**DATA FOR THIS TASK**.
———
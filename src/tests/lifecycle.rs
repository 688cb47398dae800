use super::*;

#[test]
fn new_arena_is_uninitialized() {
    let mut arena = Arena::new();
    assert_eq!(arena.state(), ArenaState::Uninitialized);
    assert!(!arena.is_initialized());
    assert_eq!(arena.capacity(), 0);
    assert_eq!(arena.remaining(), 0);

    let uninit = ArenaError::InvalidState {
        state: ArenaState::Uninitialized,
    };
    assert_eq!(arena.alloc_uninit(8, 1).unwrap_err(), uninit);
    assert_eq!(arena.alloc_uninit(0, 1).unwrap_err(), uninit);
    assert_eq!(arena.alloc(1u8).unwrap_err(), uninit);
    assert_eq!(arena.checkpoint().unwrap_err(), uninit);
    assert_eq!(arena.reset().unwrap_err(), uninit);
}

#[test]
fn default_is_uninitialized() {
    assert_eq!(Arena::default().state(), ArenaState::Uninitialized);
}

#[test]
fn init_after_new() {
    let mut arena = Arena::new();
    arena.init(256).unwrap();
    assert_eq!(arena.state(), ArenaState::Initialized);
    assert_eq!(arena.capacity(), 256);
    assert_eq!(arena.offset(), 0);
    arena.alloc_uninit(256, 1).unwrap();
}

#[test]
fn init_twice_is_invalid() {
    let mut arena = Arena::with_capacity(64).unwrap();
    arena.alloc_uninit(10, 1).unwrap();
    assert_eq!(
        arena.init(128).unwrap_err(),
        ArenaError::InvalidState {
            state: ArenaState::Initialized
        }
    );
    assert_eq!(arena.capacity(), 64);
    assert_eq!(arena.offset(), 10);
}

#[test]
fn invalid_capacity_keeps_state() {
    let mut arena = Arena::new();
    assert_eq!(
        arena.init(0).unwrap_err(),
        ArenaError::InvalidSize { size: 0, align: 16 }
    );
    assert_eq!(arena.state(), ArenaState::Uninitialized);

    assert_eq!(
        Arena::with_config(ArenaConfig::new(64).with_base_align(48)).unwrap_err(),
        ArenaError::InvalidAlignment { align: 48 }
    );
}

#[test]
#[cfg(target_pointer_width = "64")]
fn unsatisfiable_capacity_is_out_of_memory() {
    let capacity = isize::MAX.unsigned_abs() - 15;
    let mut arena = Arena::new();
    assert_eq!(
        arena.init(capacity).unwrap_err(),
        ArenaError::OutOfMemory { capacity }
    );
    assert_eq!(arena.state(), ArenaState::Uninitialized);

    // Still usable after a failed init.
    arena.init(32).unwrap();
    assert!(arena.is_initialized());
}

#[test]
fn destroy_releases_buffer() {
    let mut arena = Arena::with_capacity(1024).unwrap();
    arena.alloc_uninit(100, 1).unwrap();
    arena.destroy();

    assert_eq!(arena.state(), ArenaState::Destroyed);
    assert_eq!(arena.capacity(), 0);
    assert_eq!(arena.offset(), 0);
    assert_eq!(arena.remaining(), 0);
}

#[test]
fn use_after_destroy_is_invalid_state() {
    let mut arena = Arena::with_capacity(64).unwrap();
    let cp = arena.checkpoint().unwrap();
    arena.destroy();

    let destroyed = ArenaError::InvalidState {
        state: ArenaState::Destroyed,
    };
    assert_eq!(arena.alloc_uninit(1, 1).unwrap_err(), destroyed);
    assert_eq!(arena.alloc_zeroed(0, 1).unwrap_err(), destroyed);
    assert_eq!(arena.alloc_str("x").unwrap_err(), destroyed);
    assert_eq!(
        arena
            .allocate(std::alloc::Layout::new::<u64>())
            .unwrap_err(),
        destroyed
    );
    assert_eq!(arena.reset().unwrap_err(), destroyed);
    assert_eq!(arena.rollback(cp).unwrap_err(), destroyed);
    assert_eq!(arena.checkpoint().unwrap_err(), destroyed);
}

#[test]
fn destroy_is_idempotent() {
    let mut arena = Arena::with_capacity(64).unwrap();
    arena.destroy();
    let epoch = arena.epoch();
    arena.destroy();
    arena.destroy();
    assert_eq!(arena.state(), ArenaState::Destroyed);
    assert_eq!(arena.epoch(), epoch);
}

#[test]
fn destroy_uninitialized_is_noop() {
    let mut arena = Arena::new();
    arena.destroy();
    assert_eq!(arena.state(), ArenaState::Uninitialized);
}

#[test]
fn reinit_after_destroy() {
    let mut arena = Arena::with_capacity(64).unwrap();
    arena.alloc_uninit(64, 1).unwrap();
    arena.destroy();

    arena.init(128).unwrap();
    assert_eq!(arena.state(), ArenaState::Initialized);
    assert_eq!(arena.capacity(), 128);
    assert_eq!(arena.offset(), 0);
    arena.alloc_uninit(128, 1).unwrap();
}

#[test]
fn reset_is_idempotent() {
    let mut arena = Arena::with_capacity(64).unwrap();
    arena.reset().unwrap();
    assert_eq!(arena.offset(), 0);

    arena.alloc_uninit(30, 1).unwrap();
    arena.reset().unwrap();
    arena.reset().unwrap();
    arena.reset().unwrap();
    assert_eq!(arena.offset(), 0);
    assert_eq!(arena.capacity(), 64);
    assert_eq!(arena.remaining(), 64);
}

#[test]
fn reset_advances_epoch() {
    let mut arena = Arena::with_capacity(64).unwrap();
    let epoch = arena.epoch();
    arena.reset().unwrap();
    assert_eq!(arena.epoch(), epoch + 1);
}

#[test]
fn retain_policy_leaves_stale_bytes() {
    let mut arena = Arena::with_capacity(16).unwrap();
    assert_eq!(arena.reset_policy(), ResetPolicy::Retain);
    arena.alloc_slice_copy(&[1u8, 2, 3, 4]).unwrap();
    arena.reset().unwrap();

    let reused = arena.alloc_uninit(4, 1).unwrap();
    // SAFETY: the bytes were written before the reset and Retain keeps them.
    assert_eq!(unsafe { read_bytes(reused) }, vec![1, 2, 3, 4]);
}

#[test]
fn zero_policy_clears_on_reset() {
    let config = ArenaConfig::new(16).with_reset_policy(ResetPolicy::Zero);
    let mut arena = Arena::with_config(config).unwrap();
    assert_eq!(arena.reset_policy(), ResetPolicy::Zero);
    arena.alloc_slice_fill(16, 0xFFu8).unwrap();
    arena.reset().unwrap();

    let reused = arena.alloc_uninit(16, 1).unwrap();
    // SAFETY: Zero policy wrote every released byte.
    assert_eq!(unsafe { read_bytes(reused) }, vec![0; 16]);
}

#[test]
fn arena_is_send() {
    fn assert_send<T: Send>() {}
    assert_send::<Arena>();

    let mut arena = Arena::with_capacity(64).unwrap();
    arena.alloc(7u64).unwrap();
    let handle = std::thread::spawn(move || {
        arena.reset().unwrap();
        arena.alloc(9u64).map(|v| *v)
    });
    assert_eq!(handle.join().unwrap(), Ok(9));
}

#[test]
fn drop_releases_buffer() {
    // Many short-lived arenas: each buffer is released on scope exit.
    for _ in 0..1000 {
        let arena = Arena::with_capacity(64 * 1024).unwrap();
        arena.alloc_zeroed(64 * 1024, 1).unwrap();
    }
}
———
**GOAL OF THE EXERCISE**. Return exactly the leading lines of the listing, stopping after the line in which "assert_eq!(arena.alloc_uninit(8, 1).unwrap_err(), uninit);" occurs.

**TASK ANSWER**.
filename src/tests/lifecycle.rs
repository 688cb47398dae800
use super::*;

#[test]
fn new_arena_is_uninitialized() {
    let mut arena = Arena::new();
    assert_eq!(arena.state(), ArenaState::Uninitialized);
    assert!(!arena.is_initialized());
    assert_eq!(arena.capacity(), 0);
    assert_eq!(arena.remaining(), 0);

    let uninit = ArenaError::InvalidState {
        state: ArenaState::Uninitialized,
    };
    assert_eq!(arena.alloc_uninit(8, 1).unwrap_err(), uninit);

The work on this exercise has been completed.